Wall Street may see subdued activity ahead of the extended weekend, with most traders likely to stay on the sidelines, given the lack of any major catalysts to propel the markets from the overbought levels. The index futures are pointing to a slightly lower opening on Friday. Asian stocks went about in a listless manner before closing mostly lower, while European stocks are also seeing weakness. Nevertheless, some key events, including the Moscow G20 meeting, some key earnings and domestic consumer sentiment and industrial output reports could create some ripple in the markets.
As of 6:30 am ET, the Dow futures are down 17 points, the S&P 500 futures are slipping 2.20 points and the Nasdaq 100 futures are receding 3 points.
U.S. stocks continued to consolidate on Thursday, as positive domestic data and deal news helped offset concerns triggered by weak GDP data reported by eurozone nations.
On the economic front, the New York Federal Reserve is scheduled to release the results of its manufacturing survey at 8:30 am ET. The general business conditions index based on the survey is expected to improve to -1.75 in February from -7.8 in January.
The Treasury is set to release data on the flow of financial instruments into and out of the U.S. at 9 am ET.

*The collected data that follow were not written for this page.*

use std::collections::HashMap;

use tracing::{debug, warn};

use crate::decoders::*;
use crate::decoders::ljpeg::HasselbladDecompressor;
use crate::decoders::tiff::*;

const FORMAT: &str = "3FR";

/// 3FR files carry a thumbnail strip first, the raw data is in the second
/// directory with strip offsets
pub const RAW_IFD_INDEX: usize = 1;

/// Catalog hint with the base value every row's predictor starts from
pub const HINT_PIXEL_BASE_OFFSET: &str = "pixelBaseOffset";

/// Decoder for Hasselblad 3FR files
#[derive(Debug, Clone)]
pub struct TfrDecoder<'a, D = HasselbladDecompressor> {
  buffer: &'a [u8],
  rawhide: &'a RawHide,
  tiff: TiffIFD<'a>,
  hints: HashMap<String, String>,
  strip_index: usize,
  decompressor: D,
}

impl<'a> TfrDecoder<'a> {
  /// Decoder using the catalog hints of the camera that made the file
  pub fn new(buf: &'a [u8], tiff: TiffIFD<'a>, rawhide: &'a RawHide) -> TfrDecoder<'a> {
    let hints = identify(&tiff)
      .and_then(|(make, model)| rawhide.find_camera(make, model, ""))
      .map(|cam| cam.hints.clone())
      .unwrap_or_default();

    TfrDecoder {
      buffer: buf,
      rawhide,
      tiff,
      hints,
      strip_index: RAW_IFD_INDEX,
      decompressor: HasselbladDecompressor,
    }
  }
}

impl<'a, D: StripDecompressor> TfrDecoder<'a, D> {
  pub fn with_hints(mut self, hints: HashMap<String, String>) -> TfrDecoder<'a, D> {
    self.hints = hints;
    self
  }

  /// Picks a different directory for sibling formats that put the raw data elsewhere
  pub fn with_strip_index(mut self, index: usize) -> TfrDecoder<'a, D> {
    self.strip_index = index;
    self
  }

  pub fn with_decompressor<E: StripDecompressor>(self, decompressor: E) -> TfrDecoder<'a, E> {
    TfrDecoder {
      buffer: self.buffer,
      rawhide: self.rawhide,
      tiff: self.tiff,
      hints: self.hints,
      strip_index: self.strip_index,
      decompressor,
    }
  }

  fn pixel_base_offset(&self) -> i32 {
    match self.hints.get(HINT_PIXEL_BASE_OFFSET) {
      Some(value) => match leading_int(value) {
        Some(offset) => offset,
        None => {
          warn!("{}: ignoring {} hint \"{}\", not a number", FORMAT, HINT_PIXEL_BASE_OFFSET, value);
          0
        },
      },
      None => 0,
    }
  }

  fn model_ifd(&self) -> Result<&TiffIFD<'a>, RawError> {
    match self.tiff.find_first_ifd(Tag::Model) {
      Some(ifd) => Ok(ifd),
      None => Err(RawError::ModelNotFound(FORMAT)),
    }
  }
}

// Integer at the start of a hint value, trailing text is ignored
fn leading_int(value: &str) -> Option<i32> {
  let s = value.trim_start();
  let sign = if s.starts_with('-') || s.starts_with('+') { 1 } else { 0 };
  let end = sign + s[sign..].bytes().take_while(u8::is_ascii_digit).count();
  s[..end].parse::<i32>().ok()
}

// Make and model from the first directory that has a model
fn identify<'a>(tiff: &TiffIFD<'a>) -> Option<(&'a str, &'a str)> {
  let ifd = tiff.find_first_ifd(Tag::Model)?;
  let make = ifd.find_entry(Tag::Make)?.get_str().ok()?;
  let model = ifd.find_entry(Tag::Model)?.get_str().ok()?;
  Some((make, model))
}

impl<'a, D: StripDecompressor> Decoder for TfrDecoder<'a, D> {
  fn check_support(&self) -> Result<&Camera, RawError> {
    let ifd = self.model_ifd()?;
    let make = fetch_tag!(ifd, Tag::Make, FORMAT).get_str()?;
    let model = fetch_tag!(ifd, Tag::Model, FORMAT).get_str()?;
    self.rawhide.check_supported_with_everything(make, model, "")
  }

  fn decode_raw(&self) -> Result<RawImage, RawError> {
    let strip = locate_strip(&self.tiff, self.strip_index, FORMAT)?;
    let mut image = RawImage::new(strip.width, strip.height)?;

    let opts = DecompressOptions {
      // Lengths come in pairs ahead of their differences, a combined
      // length and difference lookup can't follow that layout
      full_huffman_decode: false,
      pixel_base_offset: self.pixel_base_offset(),
      origin: (0, 0),
    };

    match self.decompressor.decompress(self.buffer, strip.offset, &mut image, &opts) {
      Ok(()) => debug!("{}: decoded {}x{}", FORMAT, image.width, image.height),
      // Truncated files still have most of the frame, keep what was decoded
      Err(e) if e.is_io() => {
        warn!("{}: {}", FORMAT, e);
        image.set_error(&e.to_string());
      },
      Err(e) => return Err(e),
    }

    Ok(image)
  }

  fn decode_metadata(&self) -> Result<RawMetadata, RawError> {
    let mut meta = RawMetadata::default();
    meta.cfa = CFA::new("RGGB");

    let ifd = self.model_ifd()?;
    if !ifd.has_entry(Tag::Make) {
      return Err(RawError::MakeNotFound(FORMAT))
    }
    let make = fetch_tag!(ifd, Tag::Make, FORMAT).get_str()?;
    let model = fetch_tag!(ifd, Tag::Model, FORMAT).get_str()?;
    self.rawhide.set_metadata(&mut meta, make, model, "", 0);

    if let Some(wb) = self.tiff.find_entry_recursive(Tag::AsShotNeutral) {
      if wb.count == 3 {
        let neutral: Result<Vec<f32>, RawError> = (0..3).map(|i| wb.get_f32(i)).collect();
        match neutral {
          Ok(neutral) => {
            for (coeff, val) in meta.wb_coeffs.iter_mut().zip(neutral) {
              *coeff = 1.0 / val;
            }
          },
          Err(e) => debug!("{}: ignoring white balance: {}", FORMAT, e),
        }
      }
    }

    Ok(meta)
  }
}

At 9:15 am ET, the Federal Reserve is scheduled to release its industrial production report for January. The consensus expectations call for a 0.3 percent increase in industrial output, while capacity utilization may have edged up slightly to 78.9 percent.
Cleveland Federal Reserve Bank President Sandra Pianalto will speak on the economy and monetary policy in Ft. Meyers, Florida at 9:50 am ET.
Reuters and the University of Michigan are set to release the results of its preliminary survey on consumer sentiment at 9:55 am ET. The consumer sentiment index may have improved to 75 in February from 73.8 in January.
In corporate news, Goldcorp. (GG) reported fourth quarter adjusted net earnings of 57 per share compared to 66 cents per share last year, while revenues came in at $1.4 billion. The earnings exceeded estimates, while the revenues missed expectations.
UPS (UPS) announced an 8.8 percent increase in its regularly quarterly dividend on its Class A and Class B shares. The company's board also authorized a share repurchase program for $10 billion.
Procter & Gamble (PG) updated its 2013 earnings guidance due to the Venezuelan government's decision to devalue its currency. The company lowered its core earnings per share guidance to $3.94-$4.04 from its previous estimate of $3.97-$4.07 per share. The March quarter core earnings guidance was also lowered to 91-97 cents per share.
Agilent Technologies' (A) first quarter results were below expectations, while the guidance was weak. Brocade (BRCD) reported first quarter non-GAAP earnings of 21 cents per share on revenues of $589 million. The results exceeded estimates.
CBS (CBS) reported fourth quarter adjusted earnings from continuing operations of 64 cents per share on revenues of $3.70 billion. The results trailed expectations. Separately, the company announced plans to repurchase $1 billion of its common stock in 2013.
PNC Financial (PNC) announced the appointment of William Demchak as president and CEO.
The major Asian markets closed mostly lower, tracking the lackluster mood on Wall Street overnight. Weak eurozone GDP data released on Thursday also weighed on stocks in the region. Traders remained cautious ahead of the G20 finance ministers and central bank governors meet due in Moscow, given the likelihood that currency is likely to prominently feature in the talks. The Chinese and the Taiwanese markets remained closed for Lunar New Year holidays.
Japan's Nikkei 225 average closed down 133.45 points or 1.15 percent at 11,174. The yen firmed up amid speculation concerning prospective candidates for post of Governor of the Bank of Japan, weighing down on export stocks.
Australia's All Ordinaries closed down 2.60 points or 0.05 percent at 5,055. Material stocks experienced weakness in reaction to earnings report from Rio Tinto (RIO). Healthcare stocks also declined, while consumer staple and financial stocks gained ground. Hong Kong's Hang Seng closed up 31.31 points or 0.57 percent at 23,445.
Revised estimates released by Japan's Ministry of Economy, Trade and Industry showed that Japan's industrial output rose 2.4 percent month-over-month in December compared to the 2.5 percent increase estimated initially. Annually, industrial output was down 7.9 percent.
European stocks are seeing lackluster sentiment amid the release of some lackluster earnings and ahead of the G20 summit.
In corporate news, Commerzbank said it expects to set aside more provisions for loan losses in 2013 after reporting a loss of 716 million euros for its fourth quarter. Italian utility ENI reported lower profit for its fourth quarter. Swedish retailer Hennes & Mauritz reported sales growth of 5 percent for January.
On the economic front, U.K. retail sales fell unexpectedly in January, according to a report released by the U.K. Office for National Statistics. U.K. retail sales fell 0.6 percent month-over-month on top of a 0.3 percent drop in December. Economists expected a 0.5 percent increase.